Et voilà le héros lancé à pleine vitesse pour 500 pages d’aventures au bout de la nuit : des tranchées de la Grande guerre aux colonies africaines, des usines de Detroit à la banlieue parisienne, Bardamu va promener son regard sans illusions sur un monde en état de décomposition avancée. Il va exercer toutes sortes de métiers, dont celui de médecin, qui était, et cela n’a rien d’une coïncidence, celui de Céline. À peu près au milieu du roman, on retrouve donc Bardamu dans un cabinet de La Garenne-Rancy, banlieue imaginaire calquée sur Clichy, la ville bien réelle où Céline a exercé.
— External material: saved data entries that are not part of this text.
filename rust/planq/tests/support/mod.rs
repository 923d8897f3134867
#![allow(dead_code)]

mod harness;

pub use harness::*;
#[cfg(test)]
mod tests {
    use super::*;
    use pretty_assertions::assert_eq;
    use serde_json::json;

    #[tokio::test]
    async fn nodes_keep_write_order_across_reloads() {
        let dir = tempfile::tempdir().unwrap();
        let store = TraceStore::new(dir.path()).unwrap();
        let run = store.new_run().await.unwrap();
        assert_eq!(run.run_id.len(), 12);

        for node in ["run_config", "intent", "intent__critique", "abc"] {
            store.add_node(&run.run_id, node, json!({"node": node})).await.unwrap();
        }
        store.add_node(&run.run_id, "intent", json!({"node": "again"})).await.unwrap();

        let loaded = store.load(&run.run_id).await.unwrap();
        assert_eq!(
            loaded.nodes.names().collect::<Vec<_>>(),
            vec!["run_config", "intent", "intent__critique", "abc"]
        );
        assert_eq!(loaded.payload("intent"), Some(&json!({"node": "again"})));
        assert!(!dir.path().join(format!(".run_{}.json.tmp", run.run_id)).exists());
    }

    #[tokio::test]
    async fn errors_mark_the_run_failed() {
        let dir = tempfile::tempdir().unwrap();
        let store = TraceStore::new(dir.path()).unwrap();
        let run = store.new_run().await.unwrap();
        store
            .add_error(&run.run_id, "execute", "source unavailable", "connection refused")
            .await
            .unwrap();

        let loaded = store.load(&run.run_id).await.unwrap();
        assert_eq!(loaded.status, RunStatus::Failed);
        assert_eq!(loaded.errors[0].stage, "execute");

        store.finalize(&run.run_id, RunStatus::Failed).await.unwrap();
        assert!(store.load(&run.run_id).await.unwrap().finalized_at.is_some());
    }

    #[tokio::test]
    async fn a_review_halt_is_claimed_once() {
        let dir = tempfile::tempdir().unwrap();
        let store = TraceStore::new(dir.path()).unwrap();
        let run = store.new_run().await.unwrap();

        assert!(matches!(
            store.claim_review(&run.run_id).await,
            Err(ServiceError::InvalidRequest(_))
        ));

        store.finalize(&run.run_id, RunStatus::NeedsHumanReview).await.unwrap();
        let (first, second) = tokio::join!(
            store.claim_review(&run.run_id),
            store.claim_review(&run.run_id)
        );
        assert_eq!(
            [first.is_ok(), second.is_ok()].iter().filter(|ok| **ok).count(),
            1
        );

        let loaded = store.load(&run.run_id).await.unwrap();
        assert_eq!(loaded.status, RunStatus::Started);
        assert!(loaded.finalized_at.is_none());
    }

    #[tokio::test]
    async fn missing_and_malformed_ids_are_not_found() {
        let dir = tempfile::tempdir().unwrap();
        let store = TraceStore::new(dir.path()).unwrap();
        assert!(matches!(store.load("abc123").await, Err(ServiceError::NotFound(_))));
        assert!(matches!(store.load("../etc").await, Err(ServiceError::NotFound(_))));
    }

    #[tokio::test]
    async fn lists_newest_first_and_diffs_nodes() {
        let dir = tempfile::tempdir().unwrap();
        let store = TraceStore::new(dir.path()).unwrap();
        let first = store.new_run().await.unwrap();
        tokio::time::sleep(std::time::Duration::from_millis(5)).await;
        let second = store.new_run().await.unwrap();

        store
            .add_node(&first.run_id, "plan", json!({"tables": ["a"], "notes": "x"}))
            .await
            .unwrap();
        store
            .add_node(&second.run_id, "plan", json!({"tables": ["a", "b"], "notes": "x"}))
            .await
            .unwrap();

        let runs = store.list_runs().await.unwrap();
        assert_eq!(runs[0].run_id, second.run_id);
        assert_eq!(runs.len(), 2);

        let diffs = store.diff_runs(&first.run_id, &second.run_id, &[]).await.unwrap();
        assert_eq!(
            diffs,
            vec![NodeDiff {
                path: "/plan/tables/1".into(),
                left: None,
                right: Some(json!("b")),
            }]
        );
    }
}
Mais il ne faut pas s’imaginer Bardamu en médecin prospère et ventripotent, notable vivant confortablement de ses honoraires. « Y gagnera pas son bifteck !, prédit la concierge de l’immeuble où il reçoit ses patients. Il y en a déjà bien trop des médecins par ici. » De fait, le nouvel installé est presque aussi miséreux que les habitants de Rancy, se battant sans cesse avec ses factures. « Des petites pourtant, mon loyer impossible, mon pardessus beaucoup trop mince pour la saison, et le fruitier qui rigolait en coin à me voir compter mes sous », raconte-t-il.

Quelques mésaventures plus tard, Bardamu est toujours médecin, mais cette fois dans un hôpital psychiatrique. « Nous n’étions […] qu’à peine rémunérés, c’était vrai, mais par contre nourris pas mal et couchés tout à fait bien, écrit-il. On pouvait s’envoyer aussi les infirmières. C’était permis et bien entendu tacitement. Baryton, le patron, n’y trouvait rien à redire à ces divertissements, et il avait même remarqué que ces facilités érotiques attachaient le personnel à la maison. » Où l’on retrouve, derrière Bardamu, Céline dans toute sa vérité de sale type. Un sale type génial, certes, mais un sale type quand même.